だから、そんなに嫌なのならば、食べなければ良かったのに。
三郎はそう思ったけれど、なんとなく言える雰囲気ではなかったので黙っていた。
「だから、三郎は良かったね。ぼくがグリーンピースを食べてあげられる人間で」
真面目な顔で、雷蔵は言った。正直、彼の言うことはまったく分からなかったけれど(大体、これは給食でもなんでもない)、凛々しいその顔がとても格好良かったので、素直に「うん、有難う」と礼を言った。雷蔵は頷いた。とても、満足そうだった。
20分くらい。結構時間余りました。
しかしこれは意味が分からないですね……すいません……!
グリーンピースサラダは創作です。そんなメニューほんとにあるのかな……。もし実在したら、きっとみんなお残ししまくるよね。
現代三郎は偏食なイメージです。しかも何が嫌いってわけでなく、「不味いものが嫌い」みたいなそんな。
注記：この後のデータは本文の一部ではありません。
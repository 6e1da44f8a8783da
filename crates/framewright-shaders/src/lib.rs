//! SPIR-V for the Framewright demo programs.
//!
//! The GLSL sources under `shaders/` are compiled by the build script and
//! embedded here. Two programs are provided:
//! - `basic`: per-vertex color, positions already in clip space
//! - `textured`: a view-projection uniform (set 0) and a sampled texture
//!   (set 1) modulated by the vertex color

use std::sync::OnceLock;

/// Embedded SPIR-V (raw bytes, not necessarily 4-byte aligned).
mod spirv_bytes {
    pub static BASIC_VERT: &[u8] = include_bytes!(concat!(env!("OUT_DIR"), "/basic.vert.spv"));
    pub static BASIC_FRAG: &[u8] = include_bytes!(concat!(env!("OUT_DIR"), "/basic.frag.spv"));
    pub static TEXTURED_VERT: &[u8] =
        include_bytes!(concat!(env!("OUT_DIR"), "/textured.vert.spv"));
    pub static TEXTURED_FRAG: &[u8] =
        include_bytes!(concat!(env!("OUT_DIR"), "/textured.frag.spv"));
}

fn words(cell: &'static OnceLock<Vec<u32>>, bytes: &[u8]) -> &'static [u32] {
    // The build script only writes whole SPIR-V words.
    cell.get_or_init(|| framewright_core::spirv_from_bytes(bytes).unwrap_or_default())
}

/// Vertex shader taking `vec2` position (location 0) and `vec3` color (location 1).
pub fn basic_vertex() -> &'static [u32] {
    static SPIRV: OnceLock<Vec<u32>> = OnceLock::new();
    words(&SPIRV, spirv_bytes::BASIC_VERT)
}

/// Fragment shader writing the interpolated vertex color.
pub fn basic_fragment() -> &'static [u32] {
    static SPIRV: OnceLock<Vec<u32>> = OnceLock::new();
    words(&SPIRV, spirv_bytes::BASIC_FRAG)
}

/// Vertex shader taking position, color and `vec2` uv (location 2),
/// transformed by the `mat4` uniform at set 0, binding 0.
pub fn textured_vertex() -> &'static [u32] {
    static SPIRV: OnceLock<Vec<u32>> = OnceLock::new();
    words(&SPIRV, spirv_bytes::TEXTURED_VERT)
}

/// Fragment shader sampling the texture at set 1, binding 0.
pub fn textured_fragment() -> &'static [u32] {
    static SPIRV: OnceLock<Vec<u32>> = OnceLock::new();
    words(&SPIRV, spirv_bytes::TEXTURED_FRAG)
}

#[cfg(test)]
mod tests {
    use super::*;
    use framewright_core::constants::SPIRV_MAGIC;

    #[test]
    fn every_shader_is_spirv() {
        for shader in [
            basic_vertex(),
            basic_fragment(),
            textured_vertex(),
            textured_fragment(),
        ] {
            assert_eq!(shader.first(), Some(&SPIRV_MAGIC), "Invalid SPIR-V magic number");
            assert!(shader.len() > 5, "Shader shorter than a SPIR-V header");
        }
    }

    #[test]
    fn shaders_are_cached() {
        assert!(std::ptr::eq(basic_vertex(), basic_vertex()));
    }
}
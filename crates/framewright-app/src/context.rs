//! Application context.

use std::sync::Arc;

use ash::vk;
use framewright_gpu::{CommandBlock, CommandPool, GpuAllocator, GpuContext, GpuContextBuilder, VulkanDispatch};
use glam::IVec2;
use winit::window::Window;

use crate::runner::AppConfig;

/// Application context shared across all app methods.
///
/// Owns the GPU context for the window and a transient command pool for
/// uploads. Field order is drop order, the window goes last.
pub struct AppContext {
    command_pool: CommandPool<VulkanDispatch>,
    gpu: GpuContext,
    pub(crate) color_format: vk::Format,
    /// The window handle.
    pub window: Arc<Window>,
}

impl AppContext {
    /// Create a new application context.
    ///
    /// # Safety
    /// The window must have valid handles.
    pub(crate) unsafe fn new(window: Arc<Window>, config: &AppConfig) -> anyhow::Result<Self> {
        // SAFETY: the context stores the window and outlives nothing it owns.
        let gpu = unsafe {
            GpuContextBuilder::new()
                .app_name(&config.title)
                .validation(config.validation)
                .build(window.as_ref())?
        };

        // SAFETY: the queue family was requested at device creation.
        let command_pool = unsafe { CommandPool::transient(gpu.dispatch(), gpu.queue_family())? };

        Ok(Self {
            command_pool,
            gpu,
            color_format: vk::Format::UNDEFINED,
            window,
        })
    }

    pub const fn gpu(&self) -> &GpuContext {
        &self.gpu
    }

    pub fn device(&self) -> &ash::Device {
        self.gpu.device()
    }

    pub const fn dispatch(&self) -> &Arc<VulkanDispatch> {
        self.gpu.dispatch()
    }

    pub const fn allocator(&self) -> &GpuAllocator {
        self.gpu.allocator()
    }

    pub const fn queue(&self) -> vk::Queue {
        self.gpu.queue()
    }

    /// Format of the swapchain images pipelines render into.
    pub const fn color_format(&self) -> vk::Format {
        self.color_format
    }

    /// Pool for one-shot command buffers.
    pub const fn command_pool(&self) -> &CommandPool<VulkanDispatch> {
        &self.command_pool
    }

    /// Begin a one-shot command buffer on the graphics queue.
    pub fn command_block(&self) -> anyhow::Result<CommandBlock<VulkanDispatch>> {
        // SAFETY: the pool was created for the graphics queue family.
        Ok(unsafe { self.command_pool.command_block(self.gpu.queue())? })
    }

    /// Current window framebuffer size in pixels.
    pub fn framebuffer_size(&self) -> IVec2 {
        let size = self.window.inner_size();
        IVec2::new(
            i32::try_from(size.width).unwrap_or(i32::MAX),
            i32::try_from(size.height).unwrap_or(i32::MAX),
        )
    }

    /// Width divided by height of the framebuffer.
    pub fn aspect_ratio(&self) -> f32 {
        let size = self.framebuffer_size().max(IVec2::ONE).as_vec2();
        size.x / size.y
    }
}
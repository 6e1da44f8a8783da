//! Window, event loop and the per-frame drive of a [`FramewrightApp`].

use std::sync::Arc;
use std::time::Instant;

use ash::vk;
use framewright_gpu::{FrameEngine, Swapchain, VulkanDispatch, DEFAULT_CLEAR_COLOR};
use glam::IVec2;
use tracing::{error, info};
use tracing_subscriber::EnvFilter;
use winit::application::ApplicationHandler;
use winit::dpi::PhysicalSize;
use winit::event::WindowEvent;
use winit::event_loop::{ActiveEventLoop, ControlFlow, EventLoop};
use winit::window::{Window, WindowId};

use crate::app::FramewrightApp;
use crate::context::AppContext;
use crate::overlay::DearImGui;

#[cfg(feature = "profiling-tracy")]
const DEFAULT_LOG_FILTER: &str = "info,framewright_app=trace,framewright_gpu=trace";
#[cfg(not(feature = "profiling-tracy"))]
const DEFAULT_LOG_FILTER: &str = "info";

/// Window and swapchain settings for [`run_app`].
#[derive(Clone)]
pub struct AppConfig {
    pub title: String,
    /// Initial inner size in physical pixels.
    pub width: u32,
    pub height: u32,
    /// Preferred present mode, FIFO is used when it is unsupported.
    pub present_mode: vk::PresentModeKHR,
    /// Color the swapchain image is cleared to every frame.
    pub clear_color: [f32; 4],
    /// Request `VK_LAYER_KHRONOS_validation`. On by default in debug builds.
    pub validation: bool,
}

impl Default for AppConfig {
    fn default() -> Self {
        Self {
            title: "Framewright".to_string(),
            width: 1280,
            height: 720,
            present_mode: vk::PresentModeKHR::FIFO,
            clear_color: DEFAULT_CLEAR_COLOR,
            validation: cfg!(debug_assertions),
        }
    }
}

impl AppConfig {
    /// Defaults with a custom window title.
    pub fn new(title: impl Into<String>) -> Self {
        Self {
            title: title.into(),
            ..Default::default()
        }
    }

    #[must_use]
    pub const fn with_size(mut self, width: u32, height: u32) -> Self {
        self.width = width;
        self.height = height;
        self
    }

    #[must_use]
    pub const fn with_present_mode(mut self, present_mode: vk::PresentModeKHR) -> Self {
        self.present_mode = present_mode;
        self
    }

    /// Linear RGBA.
    #[must_use]
    pub const fn with_clear_color(mut self, clear_color: [f32; 4]) -> Self {
        self.clear_color = clear_color;
        self
    }

    #[must_use]
    pub const fn with_validation(mut self, validation: bool) -> Self {
        self.validation = validation;
        self
    }
}

/// Run an application with the given configuration.
///
/// Initializes logging, creates the window, GPU context and frame engine,
/// and runs the event loop until the window is closed or a frame fails.
pub fn run_app<A: FramewrightApp + 'static>(config: AppConfig) -> anyhow::Result<()> {
    tracing_subscriber::fmt()
        .with_env_filter(
            EnvFilter::try_from_default_env().unwrap_or_else(|_| EnvFilter::new(DEFAULT_LOG_FILTER)),
        )
        .init();

    info!(title = %config.title, "Starting");

    let event_loop = EventLoop::new()?;
    event_loop.set_control_flow(ControlFlow::Poll);

    let mut runner = AppRunner::<A> {
        config,
        state: None,
        error: None,
    };

    event_loop.run_app(&mut runner)?;

    match runner.error.take() {
        Some(e) => Err(e),
        None => Ok(()),
    }
}

struct AppRunner<A: FramewrightApp> {
    config: AppConfig,
    state: Option<AppState<A>>,
    error: Option<anyhow::Error>,
}

/// Everything that exists between `resumed` and shutdown.
///
/// Field order is drop order: application resources, then the frame engine,
/// then the context they were created from.
struct AppState<A: FramewrightApp> {
    app: A,
    engine: FrameEngine<VulkanDispatch, DearImGui>,
    ctx: AppContext,
    last_frame: Instant,
}

impl<A: FramewrightApp + 'static> ApplicationHandler for AppRunner<A> {
    fn resumed(&mut self, event_loop: &ActiveEventLoop) {
        if self.state.is_some() {
            return;
        }

        info!("Window resumed, creating GPU state");

        match self.create_state(event_loop) {
            Ok(state) => {
                self.state = Some(state);
                info!("Ready");
            }
            Err(e) => {
                error!("Initialization failed: {e:#}");
                self.error = Some(e);
                event_loop.exit();
            }
        }
    }

    fn window_event(&mut self, event_loop: &ActiveEventLoop, window_id: WindowId, event: WindowEvent) {
        let Some(state) = &mut self.state else {
            return;
        };

        let window = Arc::clone(&state.ctx.window);
        state
            .engine
            .overlay_mut()
            .handle_event(&window, window_id, &event);

        if state.app.on_event(&event) {
            return;
        }

        match event {
            WindowEvent::CloseRequested => {
                info!("Close requested");
                if let Some(mut state) = self.state.take() {
                    state.cleanup();
                }
                event_loop.exit();
            }
            WindowEvent::RedrawRequested => {
                if let Err(e) = state.render_frame() {
                    error!("Frame failed: {e:#}");
                    if let Some(mut state) = self.state.take() {
                        state.cleanup();
                    }
                    self.error = Some(e);
                    event_loop.exit();
                    return;
                }
                state.ctx.window.request_redraw();
            }
            WindowEvent::Resized(size) => {
                if let Err(e) = state.app.on_resize(&mut state.ctx, size.width, size.height) {
                    error!(width = size.width, height = size.height, "on_resize failed: {e:#}");
                }
            }
            _ => {}
        }
    }

    fn about_to_wait(&mut self, _event_loop: &ActiveEventLoop) {
        if let Some(state) = &self.state {
            state.ctx.window.request_redraw();
        }
    }
}

impl<A: FramewrightApp + 'static> AppRunner<A> {
    fn create_state(&self, event_loop: &ActiveEventLoop) -> anyhow::Result<AppState<A>> {
        let window_attrs = Window::default_attributes()
            .with_title(&self.config.title)
            .with_inner_size(PhysicalSize::new(self.config.width, self.config.height));

        let window = Arc::new(event_loop.create_window(window_attrs)?);

        // SAFETY: the context keeps its own handle to the window.
        let mut ctx = unsafe { AppContext::new(window, &self.config)? };

        // SAFETY: surface, device and queue all come from the same context.
        let swapchain = unsafe {
            Swapchain::new(
                ctx.dispatch(),
                ctx.gpu().gpu(),
                ctx.gpu().surface(),
                ctx.framebuffer_size().max(IVec2::ONE),
                self.config.present_mode,
            )?
        };

        ctx.color_format = swapchain.format();

        // SAFETY: the overlay renders into images of the swapchain's format
        // and is dropped together with the engine, before the context.
        let overlay = unsafe { DearImGui::new(&ctx, swapchain.format())? };

        // SAFETY: the graphics queue presents to the context's surface.
        let mut engine = unsafe { FrameEngine::new(ctx.dispatch(), swapchain, ctx.queue(), overlay)? };
        engine.set_clear_color(self.config.clear_color);

        let app = A::init(&mut ctx)?;

        Ok(AppState {
            app,
            engine,
            ctx,
            last_frame: Instant::now(),
        })
    }
}

impl<A: FramewrightApp> AppState<A> {
    #[cfg_attr(feature = "profiling-tracy", tracing::instrument(level = "trace", skip_all))]
    fn render_frame(&mut self) -> anyhow::Result<()> {
        let now = Instant::now();
        let dt = now.duration_since(self.last_frame).as_secs_f32();
        self.last_frame = now;

        self.app.update(&self.ctx, dt);

        let app = &mut self.app;
        let ctx = &self.ctx;
        let mut drawn = Ok(());
        self.engine
            .frame(ctx.framebuffer_size(), |frame| drawn = app.draw(ctx, frame))?;
        drawn
    }

    fn cleanup(&mut self) {
        if let Err(e) = self.ctx.gpu().wait_idle() {
            error!("Failed to wait for device idle: {e}");
        }
        self.app.cleanup(&mut self.ctx);
    }
}

impl<A: FramewrightApp> Drop for AppState<A> {
    fn drop(&mut self) {
        if let Err(e) = self.ctx.gpu().wait_idle() {
            error!("Failed to wait for device idle: {e}");
        }
    }
}
//! Physical device selection.

use crate::error::{GpuError, Result};
use ash::vk;

/// Minimum Vulkan API version a device must report.
pub const MIN_API_VERSION: u32 = vk::API_VERSION_1_3;

/// GPU vendor identification.
#[derive(Debug, Clone, Copy, PartialEq, Eq, Hash)]
pub enum GpuVendor {
    Nvidia,
    Amd,
    Intel,
    Apple,
    Other(u32),
}

impl GpuVendor {
    /// Identify vendor from PCI vendor ID.
    pub const fn from_vendor_id(id: u32) -> Self {
        match id {
            0x10DE => Self::Nvidia,
            0x1002 => Self::Amd,
            0x8086 => Self::Intel,
            0x106B => Self::Apple,
            other => Self::Other(other),
        }
    }
}

/// The selected physical device and the queue family used for everything.
#[derive(Debug, Clone, Copy)]
pub struct Gpu {
    pub physical_device: vk::PhysicalDevice,
    pub properties: vk::PhysicalDeviceProperties,
    pub features: vk::PhysicalDeviceFeatures,
    /// Family supporting graphics, transfer and presentation.
    pub queue_family: u32,
}

impl Gpu {
    /// Device name as reported by the driver.
    pub fn name(&self) -> String {
        self.properties
            .device_name_as_c_str()
            .map(|name| name.to_string_lossy().into_owned())
            .unwrap_or_default()
    }

    pub const fn vendor(&self) -> GpuVendor {
        GpuVendor::from_vendor_id(self.properties.vendor_id)
    }

    /// Get a human-readable summary of the device.
    pub fn summary(&self) -> String {
        let api = self.properties.api_version;
        format!(
            "{} ({:?}, {:?}) - Vulkan {}.{}.{} - queue family {}",
            self.name(),
            self.vendor(),
            self.properties.device_type,
            vk::api_version_major(api),
            vk::api_version_minor(api),
            vk::api_version_patch(api),
            self.queue_family,
        )
    }
}

/// What the selector needs to know about one physical device.
#[derive(Debug, Clone)]
pub struct Candidate<T> {
    pub device: T,
    pub device_type: vk::PhysicalDeviceType,
    pub api_version: u32,
    pub supports_swapchain: bool,
    /// First family supporting both graphics and transfer.
    pub queue_family: Option<u32>,
    /// Whether `queue_family` can present to the target surface.
    pub can_present: bool,
}

impl<T> Candidate<T> {
    /// Whether every capability predicate holds.
    pub fn is_suitable(&self) -> bool {
        self.api_version >= MIN_API_VERSION
            && self.supports_swapchain
            && self.queue_family.is_some()
            && self.can_present
    }
}

/// Pick a device: the first suitable discrete GPU, otherwise the first
/// suitable device of any other type.
pub fn pick_suitable<T>(candidates: impl IntoIterator<Item = Candidate<T>>) -> Option<Candidate<T>> {
    let mut fallback = None;
    for candidate in candidates {
        if !candidate.is_suitable() {
            continue;
        }
        if candidate.device_type == vk::PhysicalDeviceType::DISCRETE_GPU {
            return Some(candidate);
        }
        if fallback.is_none() {
            fallback = Some(candidate);
        }
    }
    fallback
}

/// Index of the first queue family supporting both graphics and transfer.
pub fn find_queue_family(families: &[vk::QueueFamilyProperties]) -> Option<u32> {
    let wanted = vk::QueueFlags::GRAPHICS | vk::QueueFlags::TRANSFER;
    families
        .iter()
        .position(|family| family.queue_flags.contains(wanted))
        .and_then(|index| u32::try_from(index).ok())
}

/// Select a GPU able to render and present to `surface`.
///
/// # Safety
/// The instance, surface loader and surface must be valid.
pub unsafe fn select_gpu(
    instance: &ash::Instance,
    surface_loader: &ash::khr::surface::Instance,
    surface: vk::SurfaceKHR,
) -> Result<Gpu> {
    // SAFETY: caller guarantees the instance is valid.
    let devices = unsafe { instance.enumerate_physical_devices()? };

    let candidates = devices.into_iter().map(|device| {
        // SAFETY: `device` was just enumerated from `instance`.
        unsafe { describe(instance, surface_loader, surface, device) }
    });

    let chosen = pick_suitable(candidates).ok_or(GpuError::NoCompatibleGpu)?;
    let queue_family = chosen.queue_family.ok_or(GpuError::NoCompatibleGpu)?;

    // SAFETY: `chosen.device` is a valid physical device of `instance`.
    let (properties, features) = unsafe {
        (
            instance.get_physical_device_properties(chosen.device),
            instance.get_physical_device_features(chosen.device),
        )
    };

    Ok(Gpu {
        physical_device: chosen.device,
        properties,
        features,
        queue_family,
    })
}

/// Query the capability predicates of one device.
unsafe fn describe(
    instance: &ash::Instance,
    surface_loader: &ash::khr::surface::Instance,
    surface: vk::SurfaceKHR,
    device: vk::PhysicalDevice,
) -> Candidate<vk::PhysicalDevice> {
    let properties = unsafe { instance.get_physical_device_properties(device) };

    let supports_swapchain = unsafe { instance.enumerate_device_extension_properties(device) }
        .unwrap_or_default()
        .iter()
        .any(|ext| ext.extension_name_as_c_str() == Ok(ash::khr::swapchain::NAME));

    let families = unsafe { instance.get_physical_device_queue_family_properties(device) };
    let queue_family = find_queue_family(&families);

    let can_present = queue_family.is_some_and(|family| {
        unsafe { surface_loader.get_physical_device_surface_support(device, family, surface) }
            .unwrap_or(false)
    });

    Candidate {
        device,
        device_type: properties.device_type,
        api_version: properties.api_version,
        supports_swapchain,
        queue_family,
        can_present,
    }
}

#[cfg(test)]
mod tests {
    use super::*;

    fn candidate(id: u32, device_type: vk::PhysicalDeviceType) -> Candidate<u32> {
        Candidate {
            device: id,
            device_type,
            api_version: vk::API_VERSION_1_3,
            supports_swapchain: true,
            queue_family: Some(0),
            can_present: true,
        }
    }

    #[test]
    fn vendor_identification() {
        assert_eq!(GpuVendor::from_vendor_id(0x10DE), GpuVendor::Nvidia);
        assert_eq!(GpuVendor::from_vendor_id(0x1002), GpuVendor::Amd);
        assert_eq!(GpuVendor::from_vendor_id(0x8086), GpuVendor::Intel);
        assert_eq!(GpuVendor::from_vendor_id(0x1234), GpuVendor::Other(0x1234));
    }

    #[test]
    fn prefers_discrete_gpu() {
        let picked = pick_suitable([
            candidate(1, vk::PhysicalDeviceType::INTEGRATED_GPU),
            candidate(2, vk::PhysicalDeviceType::DISCRETE_GPU),
            candidate(3, vk::PhysicalDeviceType::DISCRETE_GPU),
        ]);
        assert_eq!(picked.map(|c| c.device), Some(2));
    }

    #[test]
    fn falls_back_to_first_suitable_device() {
        let picked = pick_suitable([
            candidate(1, vk::PhysicalDeviceType::CPU),
            candidate(2, vk::PhysicalDeviceType::INTEGRATED_GPU),
        ]);
        assert_eq!(picked.map(|c| c.device), Some(1));
    }

    #[test]
    fn rejects_old_api_versions() {
        let mut old = candidate(1, vk::PhysicalDeviceType::DISCRETE_GPU);
        old.api_version = vk::API_VERSION_1_2;
        let picked = pick_suitable([old, candidate(2, vk::PhysicalDeviceType::INTEGRATED_GPU)]);
        assert_eq!(picked.map(|c| c.device), Some(2));
    }

    #[test]
    fn rejects_devices_missing_capabilities() {
        let mut no_swapchain = candidate(1, vk::PhysicalDeviceType::DISCRETE_GPU);
        no_swapchain.supports_swapchain = false;
        let mut no_queue = candidate(2, vk::PhysicalDeviceType::DISCRETE_GPU);
        no_queue.queue_family = None;
        let mut no_present = candidate(3, vk::PhysicalDeviceType::DISCRETE_GPU);
        no_present.can_present = false;

        assert!(pick_suitable([no_swapchain, no_queue, no_present]).is_none());
    }

    #[test]
    fn queue_family_needs_graphics_and_transfer() {
        let family = |flags| vk::QueueFamilyProperties {
            queue_flags: flags,
            queue_count: 1,
            ..Default::default()
        };
        let families = [
            family(vk::QueueFlags::COMPUTE | vk::QueueFlags::TRANSFER),
            family(vk::QueueFlags::GRAPHICS),
            family(vk::QueueFlags::GRAPHICS | vk::QueueFlags::COMPUTE | vk::QueueFlags::TRANSFER),
        ];
        assert_eq!(find_queue_family(&families), Some(2));
        assert_eq!(find_queue_family(&families[..2]), None);
    }
}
雷蔵は子どもの頃は偏食だったけど、気合いで大部分を克服し、今も嫌いなものはちょこちょこあるけれど、三郎の料理に含まれている場合は食べられる……とかだと大変嬉しいです。三郎とわたしが。
ほんとうに、かよく分かんない話になってしまって申し訳ないのですが、リク有難うございました!